__Work instructions__.
Give back each line of the listing precisely as written.

__Records provided__.
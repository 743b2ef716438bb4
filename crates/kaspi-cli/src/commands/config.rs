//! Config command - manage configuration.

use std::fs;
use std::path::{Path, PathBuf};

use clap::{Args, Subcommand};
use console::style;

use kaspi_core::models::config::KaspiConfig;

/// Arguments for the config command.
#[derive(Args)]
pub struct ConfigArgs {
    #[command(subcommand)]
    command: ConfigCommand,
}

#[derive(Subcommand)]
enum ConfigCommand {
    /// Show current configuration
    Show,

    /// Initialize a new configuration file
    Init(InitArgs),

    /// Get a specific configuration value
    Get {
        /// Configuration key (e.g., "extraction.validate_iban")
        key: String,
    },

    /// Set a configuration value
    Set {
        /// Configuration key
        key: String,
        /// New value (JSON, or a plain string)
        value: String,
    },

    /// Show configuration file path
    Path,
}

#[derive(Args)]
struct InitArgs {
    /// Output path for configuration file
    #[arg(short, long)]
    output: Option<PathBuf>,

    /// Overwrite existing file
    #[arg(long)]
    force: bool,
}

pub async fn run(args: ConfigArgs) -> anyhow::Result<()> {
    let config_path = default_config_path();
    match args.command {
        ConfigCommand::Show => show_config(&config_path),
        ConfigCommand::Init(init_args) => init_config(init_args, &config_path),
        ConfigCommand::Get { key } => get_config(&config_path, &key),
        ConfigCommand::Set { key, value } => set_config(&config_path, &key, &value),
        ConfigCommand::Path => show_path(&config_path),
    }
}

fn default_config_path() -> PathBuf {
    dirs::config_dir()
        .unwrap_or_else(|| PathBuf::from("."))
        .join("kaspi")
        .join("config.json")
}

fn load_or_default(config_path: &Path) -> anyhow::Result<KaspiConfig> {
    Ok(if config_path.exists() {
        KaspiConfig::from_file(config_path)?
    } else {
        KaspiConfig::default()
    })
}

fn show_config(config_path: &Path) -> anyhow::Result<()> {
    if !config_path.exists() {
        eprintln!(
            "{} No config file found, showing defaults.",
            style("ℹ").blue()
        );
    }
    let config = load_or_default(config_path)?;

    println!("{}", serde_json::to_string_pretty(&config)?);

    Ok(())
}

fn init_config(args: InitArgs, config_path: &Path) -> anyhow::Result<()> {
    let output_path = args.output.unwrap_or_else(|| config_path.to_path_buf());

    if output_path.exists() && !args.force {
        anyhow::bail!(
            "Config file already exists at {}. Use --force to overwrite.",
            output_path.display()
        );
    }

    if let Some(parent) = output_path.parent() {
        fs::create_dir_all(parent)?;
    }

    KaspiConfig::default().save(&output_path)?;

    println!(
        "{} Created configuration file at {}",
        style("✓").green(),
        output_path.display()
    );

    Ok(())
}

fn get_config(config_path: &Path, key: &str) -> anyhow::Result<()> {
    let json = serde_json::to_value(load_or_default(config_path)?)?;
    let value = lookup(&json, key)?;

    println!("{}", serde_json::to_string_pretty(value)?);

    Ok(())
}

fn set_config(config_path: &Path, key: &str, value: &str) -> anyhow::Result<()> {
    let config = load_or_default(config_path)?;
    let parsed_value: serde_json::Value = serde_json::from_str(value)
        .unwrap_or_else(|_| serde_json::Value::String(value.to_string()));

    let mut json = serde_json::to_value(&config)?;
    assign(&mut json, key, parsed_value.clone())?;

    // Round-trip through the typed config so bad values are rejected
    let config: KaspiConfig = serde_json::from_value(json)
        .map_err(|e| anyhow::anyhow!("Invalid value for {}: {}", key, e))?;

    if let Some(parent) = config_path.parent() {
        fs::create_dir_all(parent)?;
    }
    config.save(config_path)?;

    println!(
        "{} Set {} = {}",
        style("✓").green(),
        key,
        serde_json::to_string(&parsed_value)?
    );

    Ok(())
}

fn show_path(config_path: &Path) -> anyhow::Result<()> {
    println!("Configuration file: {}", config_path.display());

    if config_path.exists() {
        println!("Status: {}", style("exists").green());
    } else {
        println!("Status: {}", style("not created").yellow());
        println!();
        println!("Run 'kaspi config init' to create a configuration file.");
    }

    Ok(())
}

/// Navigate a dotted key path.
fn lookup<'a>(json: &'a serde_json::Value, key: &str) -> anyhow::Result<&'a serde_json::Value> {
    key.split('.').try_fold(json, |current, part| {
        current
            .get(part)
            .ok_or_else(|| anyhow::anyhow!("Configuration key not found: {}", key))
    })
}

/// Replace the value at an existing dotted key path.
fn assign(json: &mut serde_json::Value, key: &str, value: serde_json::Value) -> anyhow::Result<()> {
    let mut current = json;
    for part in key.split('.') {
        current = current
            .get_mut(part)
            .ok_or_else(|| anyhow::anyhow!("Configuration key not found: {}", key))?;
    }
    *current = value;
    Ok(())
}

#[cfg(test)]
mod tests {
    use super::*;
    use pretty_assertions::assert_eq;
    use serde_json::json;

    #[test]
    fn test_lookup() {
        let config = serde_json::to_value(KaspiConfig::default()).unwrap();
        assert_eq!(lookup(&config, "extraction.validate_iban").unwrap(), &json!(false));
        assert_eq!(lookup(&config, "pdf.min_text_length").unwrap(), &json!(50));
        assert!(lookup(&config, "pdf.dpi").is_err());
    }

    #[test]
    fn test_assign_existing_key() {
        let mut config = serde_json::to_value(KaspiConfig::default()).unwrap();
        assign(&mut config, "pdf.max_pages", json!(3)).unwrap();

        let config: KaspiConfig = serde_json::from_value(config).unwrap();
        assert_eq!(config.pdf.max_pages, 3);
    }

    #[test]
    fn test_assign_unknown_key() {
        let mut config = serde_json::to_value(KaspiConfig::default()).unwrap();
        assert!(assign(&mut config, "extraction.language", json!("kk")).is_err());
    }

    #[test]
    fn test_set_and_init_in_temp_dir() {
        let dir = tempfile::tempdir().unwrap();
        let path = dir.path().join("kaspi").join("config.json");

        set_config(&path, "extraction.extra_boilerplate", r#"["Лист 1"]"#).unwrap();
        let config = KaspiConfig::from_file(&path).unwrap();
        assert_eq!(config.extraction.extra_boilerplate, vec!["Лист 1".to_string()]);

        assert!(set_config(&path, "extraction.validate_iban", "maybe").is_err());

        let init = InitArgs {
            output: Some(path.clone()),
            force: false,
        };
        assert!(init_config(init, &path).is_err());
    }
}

__Solution below__.
repository 743b2ef716438bb4
filename crates/kaspi-cli/src/commands/config.rs
//! Config command - manage configuration.

use std::fs;
use std::path::{Path, PathBuf};

use clap::{Args, Subcommand};
use console::style;

use kaspi_core::models::config::KaspiConfig;

/// Arguments for the config command.
#[derive(Args)]
pub struct ConfigArgs {
    #[command(subcommand)]
    command: ConfigCommand,
}

#[derive(Subcommand)]
enum ConfigCommand {
    /// Show current configuration
    Show,

    /// Initialize a new configuration file
    Init(InitArgs),

    /// Get a specific configuration value
    Get {
        /// Configuration key (e.g., "extraction.validate_iban")
        key: String,
    },

    /// Set a configuration value
    Set {
        /// Configuration key
        key: String,
        /// New value (JSON, or a plain string)
        value: String,
    },

    /// Show configuration file path
    Path,
}

#[derive(Args)]
struct InitArgs {
    /// Output path for configuration file
    #[arg(short, long)]
    output: Option<PathBuf>,

    /// Overwrite existing file
    #[arg(long)]
    force: bool,
}

pub async fn run(args: ConfigArgs) -> anyhow::Result<()> {
    let config_path = default_config_path();
    match args.command {
        ConfigCommand::Show => show_config(&config_path),
        ConfigCommand::Init(init_args) => init_config(init_args, &config_path),
        ConfigCommand::Get { key } => get_config(&config_path, &key),
        ConfigCommand::Set { key, value } => set_config(&config_path, &key, &value),
        ConfigCommand::Path => show_path(&config_path),
    }
}

fn default_config_path() -> PathBuf {
    dirs::config_dir()
        .unwrap_or_else(|| PathBuf::from("."))
        .join("kaspi")
        .join("config.json")
}

fn load_or_default(config_path: &Path) -> anyhow::Result<KaspiConfig> {
    Ok(if config_path.exists() {
        KaspiConfig::from_file(config_path)?
    } else {
        KaspiConfig::default()
    })
}

fn show_config(config_path: &Path) -> anyhow::Result<()> {
    if !config_path.exists() {
        eprintln!(
            "{} No config file found, showing defaults.",
            style("ℹ").blue()
        );
    }
    let config = load_or_default(config_path)?;

    println!("{}", serde_json::to_string_pretty(&config)?);

    Ok(())
}

fn init_config(args: InitArgs, config_path: &Path) -> anyhow::Result<()> {
    let output_path = args.output.unwrap_or_else(|| config_path.to_path_buf());

    if output_path.exists() && !args.force {
        anyhow::bail!(
            "Config file already exists at {}. Use --force to overwrite.",
            output_path.display()
        );
    }

    if let Some(parent) = output_path.parent() {
        fs::create_dir_all(parent)?;
    }

    KaspiConfig::default().save(&output_path)?;

    println!(
        "{} Created configuration file at {}",
        style("✓").green(),
        output_path.display()
    );

    Ok(())
}

fn get_config(config_path: &Path, key: &str) -> anyhow::Result<()> {
    let json = serde_json::to_value(load_or_default(config_path)?)?;
    let value = lookup(&json, key)?;

    println!("{}", serde_json::to_string_pretty(value)?);

    Ok(())
}

fn set_config(config_path: &Path, key: &str, value: &str) -> anyhow::Result<()> {
    let config = load_or_default(config_path)?;
    let parsed_value: serde_json::Value = serde_json::from_str(value)
        .unwrap_or_else(|_| serde_json::Value::String(value.to_string()));

    let mut json = serde_json::to_value(&config)?;
    assign(&mut json, key, parsed_value.clone())?;

    // Round-trip through the typed config so bad values are rejected
    let config: KaspiConfig = serde_json::from_value(json)
        .map_err(|e| anyhow::anyhow!("Invalid value for {}: {}", key, e))?;

    if let Some(parent) = config_path.parent() {
        fs::create_dir_all(parent)?;
    }
    config.save(config_path)?;

    println!(
        "{} Set {} = {}",
        style("✓").green(),
        key,
        serde_json::to_string(&parsed_value)?
    );

    Ok(())
}

fn show_path(config_path: &Path) -> anyhow::Result<()> {
    println!("Configuration file: {}", config_path.display());

    if config_path.exists() {
        println!("Status: {}", style("exists").green());
    } else {
        println!("Status: {}", style("not created").yellow());
        println!();
        println!("Run 'kaspi config init' to create a configuration file.");
    }

    Ok(())
}

/// Navigate a dotted key path.
fn lookup<'a>(json: &'a serde_json::Value, key: &str) -> anyhow::Result<&'a serde_json::Value> {
    key.split('.').try_fold(json, |current, part| {
        current
            .get(part)
            .ok_or_else(|| anyhow::anyhow!("Configuration key not found: {}", key))
    })
}

/// Replace the value at an existing dotted key path.
fn assign(json: &mut serde_json::Value, key: &str, value: serde_json::Value) -> anyhow::Result<()> {
    let mut current = json;
    for part in key.split('.') {
        current = current
            .get_mut(part)
            .ok_or_else(|| anyhow::anyhow!("Configuration key not found: {}", key))?;
    }
    *current = value;
    Ok(())
}

#[cfg(test)]
mod tests {
    use super::*;
    use pretty_assertions::assert_eq;
    use serde_json::json;

    #[test]
    fn test_lookup() {
        let config = serde_json::to_value(KaspiConfig::default()).unwrap();
        assert_eq!(lookup(&config, "extraction.validate_iban").unwrap(), &json!(false));
        assert_eq!(lookup(&config, "pdf.min_text_length").unwrap(), &json!(50));
        assert!(lookup(&config, "pdf.dpi").is_err());
    }

    #[test]
    fn test_assign_existing_key() {
        let mut config = serde_json::to_value(KaspiConfig::default()).unwrap();
        assign(&mut config, "pdf.max_pages", json!(3)).unwrap();

        let config: KaspiConfig = serde_json::from_value(config).unwrap();
        assert_eq!(config.pdf.max_pages, 3);
    }

    #[test]
    fn test_assign_unknown_key() {
        let mut config = serde_json::to_value(KaspiConfig::default()).unwrap();
        assert!(assign(&mut config, "extraction.language", json!("kk")).is_err());
    }

    #[test]
    fn test_set_and_init_in_temp_dir() {
        let dir = tempfile::tempdir().unwrap();
        let path = dir.path().join("kaspi").join("config.json");

        set_config(&path, "extraction.extra_boilerplate", r#"["Лист 1"]"#).unwrap();
        let config = KaspiConfig::from_file(&path).unwrap();
        assert_eq!(config.extraction.extra_boilerplate, vec!["Лист 1".to_string()]);

        assert!(set_config(&path, "extraction.validate_iban", "maybe").is_err());

        let init = InitArgs {
            output: Some(path.clone()),
            force: false,
        };
        assert!(init_config(init, &path).is_err());
    }
}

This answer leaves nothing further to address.